The challenge will be divided into two stages: a training phase and a competition (testing) phase. It will primarily be based on realistic-looking synthetic data sets representing various sub-cellular structures. In addition it will rely on a number of common and advanced performance metrics to objectively assess the quality of the results.
The central part of the forward model is a discrete convolution of the form $$ (f*h)[\boldsymbol{n}] = \sum_{\boldsymbol{k} \in \ \mathbb{Z}^3} f[\boldsymbol{k}] \, h[\boldsymbol{n} - \boldsymbol{k}], $$ where \(f\) represents the ground-truth distribution of fluorophores and \(h\) represents the point-spread function (PSF).
Unlike standard formulations of deconvolution, we do not use periodic boundary conditions. Instead we will exploit the following facts.
The complete forward model is given by $$ g[\boldsymbol{n}] \sim Q\bigg(\mathcal{P}\Big((A\{f\})[\boldsymbol{n}] + b\Big) + w[\boldsymbol{n}]\bigg). $$ Here, \(A\) is a linear operator which includes the convolution operation, the constant \(b\) corresponds to a background signal, and the notation \(\mathcal{P}(\lambda)\) represents a Poisson random variable of intensity \(\lambda\). The latter models shot noise, which is due to the quantum nature of light. The symbols \(w[\boldsymbol{n}] \sim \mathcal{N}(0, \sigma^2)\) denote IID Gaussian random variables corresponding to detector noise. Finally \(Q\) is a quantization operator defined by $$ Q(x) = \begin{cases} \arg\min_{n \in \mathbb{N}} |x - n| & \text{if } x > 0, \\ 0 & \text{otherwise} \end{cases} $$ and \(g\) represents the measured data. Note that our model is based on the simplifying assumption of a photon-counting detector.
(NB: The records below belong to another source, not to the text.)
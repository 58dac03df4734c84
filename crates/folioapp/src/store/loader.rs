use super::database::Database;
use crate::config::FolioConfig;
use crate::error::{FolioError, Result};
use crate::model::{Kind, Resource};
use futures::future::try_join_all;
use serde_yaml::Value;
use std::collections::HashMap;
use std::path::{Path, PathBuf};
use tokio::fs;

/// The file each loaded document was read from.
pub type SourceMap = HashMap<(Kind, String), PathBuf>;

/// Builds a [`Database`] from `<root>/<data_dir>/<Kind>/*`.
///
/// `kinds` limits which collections are populated; an empty slice means all
/// kinds. A missing data directory or kind directory yields empty
/// collections. Any file that fails to read or decode fails the whole load.
pub async fn load(root: &Path, config: &FolioConfig, kinds: &[Kind]) -> Result<Database> {
    Ok(load_with_sources(root, config, kinds).await?.0)
}

/// Like [`load`], also returning where every document lives on disk.
///
/// File names are free-form, so writers must go through these paths rather
/// than derive one from the id.
pub async fn load_with_sources(
    root: &Path,
    config: &FolioConfig,
    kinds: &[Kind],
) -> Result<(Database, SourceMap)> {
    let mut db = Database::default();
    let mut sources = SourceMap::new();
    let data_dir = config.data_path(root);

    if !fs::try_exists(&data_dir).await? {
        tracing::debug!(dir = %data_dir.display(), "data directory not found, empty store");
        return Ok((db, sources));
    }

    let kinds: Vec<Kind> = if kinds.is_empty() {
        Kind::ALL.to_vec()
    } else {
        kinds.to_vec()
    };

    let loaded = try_join_all(kinds.into_iter().map(|kind| load_kind(&data_dir, kind))).await?;

    for (kind, docs) in loaded {
        for (doc, path) in docs {
            if let Some(previous) = sources.insert((kind, doc.id.clone()), path) {
                tracing::warn!(id = %doc.id, path = %previous.display(), "duplicate id, file shadowed");
            }
            db.collection_mut(kind).insert(doc);
        }
    }

    tracing::debug!(documents = db.len(), "store loaded");
    Ok((db, sources))
}

async fn load_kind(data_dir: &Path, kind: Kind) -> Result<(Kind, Vec<(Resource, PathBuf)>)> {
    let kind_dir = data_dir.join(kind.dir_name());
    if !fs::try_exists(&kind_dir).await? {
        return Ok((kind, Vec::new()));
    }

    let mut files: Vec<PathBuf> = Vec::new();
    let mut entries = fs::read_dir(&kind_dir).await?;
    while let Some(entry) = entries.next_entry().await? {
        let path = entry.path();
        // Follows symlinks; a dangling link is a read error, not a skip.
        let metadata = fs::metadata(&path).await.map_err(|source| FolioError::ReadFile {
            path: path.clone(),
            source,
        })?;
        if metadata.is_file() {
            files.push(path);
        } else {
            tracing::warn!(path = %path.display(), "skipping directory entry");
        }
    }

    let docs = try_join_all(files.into_iter().map(|path| async move {
        let resource = read_document(kind, &path).await?;
        Ok::<_, FolioError>((resource, path))
    }))
    .await?;
    Ok((kind, docs))
}

/// Reads and decodes one persisted document of `kind`.
pub async fn read_document(kind: Kind, path: &Path) -> Result<Resource> {
    let bytes = fs::read(path).await.map_err(|source| FolioError::ReadFile {
        path: path.to_path_buf(),
        source,
    })?;
    let resource = parse_document(kind, path, &bytes)?;
    tracing::debug!(id = %resource.id, path = %path.display(), "parsed document");
    Ok(resource)
}

/// Decodes a YAML document found in `kind`'s directory.
///
/// A document without a `type` tag takes the kind of its directory; one whose
/// tag names a different kind is rejected.
pub fn parse_document(kind: Kind, path: &Path, bytes: &[u8]) -> Result<Resource> {
    let parse_error = |message: String| FolioError::Parse {
        path: path.to_path_buf(),
        message,
    };

    let mut value: Value = serde_yaml::from_slice(bytes).map_err(|e| parse_error(e.to_string()))?;
    let mapping = value
        .as_mapping_mut()
        .ok_or_else(|| parse_error("expected a key-value document".to_string()))?;

    match mapping.get("type").map(|t| t.as_str()) {
        None => {
            mapping.insert(Value::from("type"), Value::from(kind.dir_name()));
        }
        Some(Some(tag)) if tag == kind.dir_name() => {}
        Some(tag) => {
            return Err(parse_error(format!(
                "type {:?} does not match directory {}",
                tag.unwrap_or("<non-string>"),
                kind.dir_name()
            )))
        }
    }

    let resource: Resource =
        serde_yaml::from_value(value).map_err(|e| parse_error(e.to_string()))?;
    Ok(resource.migrate())
}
Thus it does not involve a gain parameter and the measurements \(g[\boldsymbol{n}]\) can directly be interpreted in terms of photons.
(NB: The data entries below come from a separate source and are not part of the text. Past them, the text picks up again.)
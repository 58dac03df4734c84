//! # Configuration
//!
//! Folio configuration is managed by [`confique`], which layers environment
//! variables over a TOML file over compiled defaults.
//!
//! ## Resolution Order
//!
//! 1. **Environment variables**: `FOLIO_DATA_DIR`, `FOLIO_FILE_EXT`.
//! 2. **Config file**: `<root>/.folio/folio.toml`, when present.
//! 3. **Compiled defaults**: via `#[config(default = ...)]`.
//!
//! ## Available Settings
//!
//! | Key | Default | Description |
//! |-----|---------|-------------|
//! | `data_dir` | `.folio` | Name of the data directory under the root |
//! | `file_ext` | `.yaml` | Extension for newly written documents |

use crate::error::Result;
use confique::Config;
use serde::{Deserialize, Serialize};
use std::path::{Path, PathBuf};

pub const DEFAULT_DATA_DIR: &str = ".folio";
pub const CONFIG_FILE: &str = "folio.toml";

/// Configuration for folio, stored in `folio.toml`.
#[derive(Config, Serialize, Deserialize, Debug, Clone, PartialEq, Eq)]
pub struct FolioConfig {
    /// Name of the data directory that holds one subdirectory per kind.
    #[config(env = "FOLIO_DATA_DIR", default = ".folio")]
    pub data_dir: String,

    /// Extension for newly written document files (e.g. ".yaml", ".yml").
    #[config(env = "FOLIO_FILE_EXT", default = ".yaml")]
    pub file_ext: String,
}

impl Default for FolioConfig {
    fn default() -> Self {
        Self {
            data_dir: DEFAULT_DATA_DIR.to_string(),
            file_ext: ".yaml".to_string(),
        }
    }
}

impl FolioConfig {
    /// Loads configuration for the store rooted at `root`.
    pub fn load(root: &Path) -> Result<Self> {
        let config = FolioConfig::builder()
            .env()
            .file(root.join(DEFAULT_DATA_DIR).join(CONFIG_FILE))
            .load()?;
        Ok(config)
    }

    /// Get the file extension, normalized to start with a dot.
    pub fn file_ext(&self) -> String {
        if self.file_ext.starts_with('.') {
            self.file_ext.clone()
        } else {
            format!(".{}", self.file_ext)
        }
    }

    /// Absolute data directory for a root.
    pub fn data_path(&self, root: &Path) -> PathBuf {
        root.join(&self.data_dir)
    }
}

#[cfg(test)]
mod tests {
    use super::*;

    #[test]
    fn test_default_config() {
        let config = FolioConfig::default();
        assert_eq!(config.data_dir, ".folio");
        assert_eq!(config.file_ext(), ".yaml");
    }

    #[test]
    fn test_file_ext_normalization_without_dot() {
        let config = FolioConfig {
            file_ext: "yml".to_string(),
            ..Default::default()
        };
        assert_eq!(config.file_ext(), ".yml");
    }

    #[test]
    fn test_data_path_joins_root() {
        let config = FolioConfig::default();
        assert_eq!(
            config.data_path(Path::new("/tmp/project")),
            PathBuf::from("/tmp/project/.folio")
        );
    }

    #[test]
    fn test_load_reads_toml_file() {
        let dir = tempfile::tempdir().unwrap();
        let data = dir.path().join(DEFAULT_DATA_DIR);
        std::fs::create_dir_all(&data).unwrap();
        std::fs::write(data.join(CONFIG_FILE), "file_ext = \"yml\"\n").unwrap();

        let config = FolioConfig::load(dir.path()).unwrap();
        assert_eq!(config.file_ext(), ".yml");
    }
}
The convolution product \(h*f\) can be represented in matrix form as \(\mathbf{Hf}\), where the vector \(\mathbf{f}\) contains the samples \(f[\boldsymbol{n}]\) in lexicographic order and \(\mathbf{H}\) is a block-circulant matrix constructed from the samples \(h[\boldsymbol{n}]\). This is also one of the most common deconvolution settings used in the literature.
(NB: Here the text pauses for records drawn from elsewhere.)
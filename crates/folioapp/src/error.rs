use crate::model::Kind;
use std::path::PathBuf;
use thiserror::Error;

#[derive(Error, Debug)]
pub enum FolioError {
    #[error("New {kind} missing `parentId`")]
    MissingParent { kind: Kind },

    #[error("Failed to parse {}: {message}", path.display())]
    Parse { path: PathBuf, message: String },

    #[error("Cannot read {}", path.display())]
    ReadFile {
        path: PathBuf,
        #[source]
        source: std::io::Error,
    },

    #[error("Sort key space exhausted between {lower} and {upper}, rebalance the siblings")]
    SortKeyExhausted { lower: f64, upper: f64 },

    #[error("Sibling parent mismatch: expected {expected:?}, found {found:?}")]
    ParentMismatch {
        expected: Option<String>,
        found: Option<String>,
    },

    #[error("Invalid sort key: {0}")]
    InvalidSortKey(f64),

    #[error("{kind} not found: {id}")]
    DocumentNotFound { kind: Kind, id: String },

    #[error("Invalid move: {0}")]
    InvalidMove(String),

    #[error("IO error: {0}")]
    Io(#[from] std::io::Error),

    #[error("Serialization error: {0}")]
    Yaml(#[from] serde_yaml::Error),

    #[error("Config error: {0}")]
    Config(#[from] confique::Error),

    #[error("Store error: {0}")]
    Store(String),

    #[error("Prompt error: {0}")]
    Prompt(String),
}

pub type Result<T> = std::result::Result<T, FolioError>;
Despite the popularity of using a circulant operator in the deconvolution setting, such a choice implies periodic boundary conditions for the object of interest. This particular assumption is quite unrealistic and, for real data, often leads to severe artefacts in the reconstuction. In this challenge, we provide a forward model that serves as a better approximation of the process taking place in the microscope. Instead of assuming specific boundary conditions, we explicitly state our lack of information outside the boundary of the image. Mathematically speaking, the employed forward operator, \(\mathbf{A}\), can be described as the composition of the following operations: $$\mathbf{A}\mathbf{f}=(\mathbf{M}\mathbf{H}\mathbf{Z})\mathbf{f}.$$ where \(\mathbf{H}\) is a circulant convolution matrix that admits a fast FFT implementation and \(\mathbf{M}\) and \(\mathbf{Z}\) are suitable masking operators. Specifically, \(\mathbf{M}\) is a masking operator which returns only the part of the circulant convolution that is valid. This means that the operator \(\mathbf{M}\) truncates those parts of the linear convolution which are computed based on the periodic boundary assumption. In particular, for an object \(f\) of size \([N_x,\, N_y,\, N_z]\) and a PSF \(h\) of size \([L_x,\, L_y,\, L_z]\), the size of the valid part of the linear convolution is equal to \([N_x-L_x+1,\, N_y-L_y+1,\, N_z-L_z+1]\). This is always true if we assume that the support of \(f\) is larger than that of \(h\) in all dimensions.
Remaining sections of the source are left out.